En fait, pardon déjà d’être rabat-joie, l’alcool n’est bon pour rien, sinon au gosier qui l’avale. À minima très mauvais pour le triptyque vital que sont le cœur, le foie et le cerveau, où il affecte la mémoire et attise des troubles cognitifs.
Sa responsabilité est par ailleurs scientifiquement avérée dans la survenance de vilains cancers. L’alcool frappe indistinctement le pancréas, le foie, les intestins. Il démultiplie les risques de maladie cardiovasculaires et digestives.
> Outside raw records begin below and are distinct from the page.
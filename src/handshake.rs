//! The three-way HLO/ACK open and the BYE/ACK tear-down, per spec.md §4.3.

use std::net::{Ipv4Addr, SocketAddrV4, UdpSocket};
use std::sync::mpsc::Receiver;
use std::sync::Arc;

use log::{debug, warn};
use rand::Rng;

use crate::config::RatConfig;
use crate::conn::{ConnCtx, RecvOutcome, Transport};
use crate::error::Error;
use crate::state::ConnState;
use crate::timers::Retry;
use crate::wire::{Flags, Header};

/// Picks a `stream_id` uniformly at random in `[1, 65535]`, per spec.md
/// §4.3 step 2. `taken` excludes ids already in use by other pending or
/// established connections on the same listener.
pub(crate) fn choose_stream_id(taken: impl Fn(u16) -> bool) -> u16 {
    let mut rng = rand::thread_rng();
    loop {
        let candidate = rng.gen_range(1..=u16::MAX);
        if !taken(candidate) {
            return candidate;
        }
    }
}

/// Active open: `RatStream::connect`'s handshake.
///
/// Binds a fresh `UdpSocket`, sends HLO, and waits for the responder's
/// HLO+ACK. On a reply timeout, rebinds the underlying datagram
/// endpoint and resends, per spec.md's explicit "On timeout the
/// initiator rebinds its underlying datagram endpoint, resends, and
/// decrements" — the original achieves the same by closing and
/// reopening its Python socket object on each retry.
pub fn connect(addr: Ipv4Addr, port: u16, local_port: u16, config: RatConfig) -> Result<ConnCtx, Error> {
    let remote = SocketAddrV4::new(addr, port);
    let mut retry = Retry::new(config.retry_bound);

    let hlo = Header {
        stream_id: 0,
        seq_num: 0,
        length: 0,
        flags: Flags::HLO,
        offset: 0,
    }
    .encode();

    loop {
        if !retry.attempt() {
            warn!("handshake with {remote} exhausted retries");
            return Err(Error::NoResponse(remote));
        }

        let socket = UdpSocket::bind(SocketAddrV4::new(Ipv4Addr::UNSPECIFIED, local_port))?;
        let local_addr = match socket.local_addr()? {
            std::net::SocketAddr::V4(a) => a,
            std::net::SocketAddr::V6(_) => unreachable!("bound to an IPv4 address"),
        };
        socket.connect(remote)?;
        socket.set_read_timeout(Some(config.reply_timeout))?;

        debug!("sending HLO to {remote} (HLOSENT)");
        socket.send(&hlo)?;

        let mut buf = [0u8; 64];
        let n = match socket.recv(&mut buf) {
            Ok(n) => n,
            Err(e)
                if e.kind() == std::io::ErrorKind::WouldBlock
                    || e.kind() == std::io::ErrorKind::TimedOut =>
            {
                continue;
            }
            Err(e) => return Err(e.into()),
        };

        // A malformed header is fatal to this call (spec.md §4.7); there is
        // no `ConnCtx` yet to fail, so the socket simply stays UNOPENED.
        let header = Header::decode(&buf[..n])?;

        if !header.flags.contains(Flags::HLO | Flags::ACK) {
            continue;
        }

        debug!("received HLO+ACK from {remote}, stream_id={}", header.stream_id);

        // Final leg: send the plain ACK and become ESTABLISHED.
        let ack = Header {
            stream_id: header.stream_id,
            seq_num: header.seq_num,
            length: 0,
            flags: Flags::ACK,
            offset: 0,
        }
        .encode();
        socket.send(&ack)?;

        return Ok(ConnCtx {
            state: ConnState::Established,
            stream_id: header.stream_id,
            seq_num: header.seq_num,
            window_size: config.default_window,
            obey_keepalives: true,
            local_addr,
            remote_addr: remote,
            config,
            transport: Transport::Owned(socket),
        });
    }
}

/// Passive open, responder side (`RatListener::accept`).
///
/// The listener's dispatch thread has already observed the initial HLO
/// and registered a routing channel under `stream_id` before calling
/// this; this function drives the remaining HLO+ACK / ACK exchange
/// described in spec.md §4.3 steps 2-4.
pub(crate) fn accept_from_hlo(
    socket: Arc<UdpSocket>,
    inbox: Receiver<Vec<u8>>,
    remote_addr: SocketAddrV4,
    local_addr: SocketAddrV4,
    stream_id: u16,
    config: RatConfig,
) -> Result<ConnCtx, Error> {
    let mut ctx = ConnCtx {
        state: ConnState::HloRecv,
        stream_id,
        seq_num: 1,
        window_size: config.default_window,
        obey_keepalives: true,
        local_addr,
        remote_addr,
        config,
        transport: Transport::Routed { socket, inbox },
    };

    let mut retry = Retry::new(ctx.config.retry_bound);
    loop {
        if !retry.attempt() {
            warn!("handshake with {remote_addr} exhausted retries (HLORECV)");
            return Err(Error::NoResponse(remote_addr));
        }

        debug!("sending HLO+ACK to {remote_addr}, stream_id={stream_id}");
        ctx.send_control(Flags::HLO | Flags::ACK)?;

        match ctx.recv_raw(Some(ctx.config.reply_timeout))? {
            RecvOutcome::TimedOut => continue,
            RecvOutcome::Segment(bytes) => {
                if bytes.len() < crate::wire::HEADER_LEN {
                    continue;
                }
                let header = match Header::decode(&bytes[..crate::wire::HEADER_LEN]) {
                    Ok(h) => h,
                    Err(e) => {
                        ctx.fail();
                        return Err(e);
                    }
                };
                if header.stream_id != stream_id || !header.flags.contains(Flags::ACK) {
                    continue;
                }

                debug!("received final ACK from {remote_addr}; connection established");
                ctx.state = ConnState::Established;
                return Ok(ctx);
            }
        }
    }
}

/// Active close (spec.md §4.3 "Tear-down"). Always leaves `ctx.state`
/// at `Closed`, whether or not the peer's BYE+ACK ever arrives, mirroring
/// `original_source/rat.py`'s `close()`, which treats a BYE-timeout as
/// an unremarkable, silent path to the same terminal state.
pub fn active_close(ctx: &mut ConnCtx) -> Result<(), Error> {
    ctx.state.require(&[ConnState::Established])?;

    let mut retry = Retry::new(ctx.config.retry_bound);
    ctx.state = ConnState::ByeSent;
    while retry.attempt() {
        if ctx.send_control(Flags::BYE).is_ok() {
            break;
        }
    }
    debug!("sent BYE to {} (BYESENT)", ctx.remote_addr);

    match ctx.recv_raw(Some(ctx.config.bye_timeout)) {
        Ok(RecvOutcome::Segment(bytes)) if bytes.len() >= crate::wire::HEADER_LEN => {
            if let Ok(header) = Header::decode(&bytes[..crate::wire::HEADER_LEN]) {
                if header.flags.contains(Flags::BYE | Flags::ACK) {
                    debug!("received BYE+ACK from {}", ctx.remote_addr);
                    let _ = ctx.send_control(Flags::ACK);
                }
            }
        }
        _ => {
            debug!("BYE timeout waiting on {}; closing anyway", ctx.remote_addr);
        }
    }

    ctx.state = ConnState::Closed;
    Ok(())
}

/// Passive close: called by the send/receive paths when they observe
/// an incoming BYE mid-stream (spec.md §4.3, "Passive closer").
pub(crate) fn passive_close(ctx: &mut ConnCtx) {
    ctx.state = ConnState::ByeRecv;
    debug!("received BYE from {}; replying BYE+ACK (BYERECV)", ctx.remote_addr);
    let _ = ctx.send_control(Flags::BYE | Flags::ACK);

    match ctx.recv_raw(Some(ctx.config.bye_timeout)) {
        Ok(RecvOutcome::Segment(bytes)) if bytes.len() >= crate::wire::HEADER_LEN => {
            if let Ok(header) = Header::decode(&bytes[..crate::wire::HEADER_LEN]) {
                if header.flags.contains(Flags::ACK) {
                    debug!("received final ACK from {}", ctx.remote_addr);
                }
            }
        }
        _ => {}
    }

    ctx.state = ConnState::Closed;
}
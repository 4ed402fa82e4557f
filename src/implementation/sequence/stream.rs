use super::Iter;
use futures_core::Stream;
use std::{
    pin::Pin,
    task::{Context, Poll},
};

/// A single traversal of a [`Sequence`][crate::Sequence], consumed as a [`Stream`]
///
/// Always ready. Yields the same values, in the same order, as [`Sequence::iter`][crate::Sequence::iter].
#[derive(Clone, Debug, PartialEq, Eq)]
pub struct SequenceStream(Iter);

impl SequenceStream {
    pub(crate) fn new(iter: Iter) -> Self {
        Self(iter)
    }

    /// Take the underlying [`Iter`] out of this stream, keeping its position.
    #[must_use]
    pub fn into_inner(self) -> Iter {
        self.0
    }
}

impl Stream for SequenceStream {
    type Item = u32;

    fn poll_next(self: Pin<&mut Self>, _cx: &mut Context<'_>) -> Poll<Option<Self::Item>> {
        Poll::Ready(self.get_mut().0.next())
    }

    fn size_hint(&self) -> (usize, Option<usize>) {
        self.0.size_hint()
    }
}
Face à ces constats irréfutables sur sa dangerosité, et dans le contexte d’une société qui l’accepte socialement et qui a même tendance à le célébrer, parce que c’est culturel, les soignants et les psychologues interrogent les gens confessant boire, beaucoup, ou juste un peu.
Il y a en effet des questions à se poser: "Pourquoi boit-on ? Dans quel but et à quelle fréquence ?" Pour ressentir ces effets euphorisants et désinhibant, ou de façon neutre, sans y mettre de l’émotion ?
Des réponses à ces questions découlent ou non un risque d’addiction ou d’alcolo-dépendance. Il faut être vigilant. L’alcool banalisé, qui décline une infinité de goûts et de millésimes, partout disponible en grande quantité, est traître. Raison pour laquelle il pose un réel problème de santé publique et aussi, répété mille fois, de sécurité routière. Sans compter que l’on, a plus ou moins, tous connu dans son entourage une personne ayant tristement sombré dans ce piège, dépéri avant l’heure et succombé trop jeune, d’une longue et pénible maladie.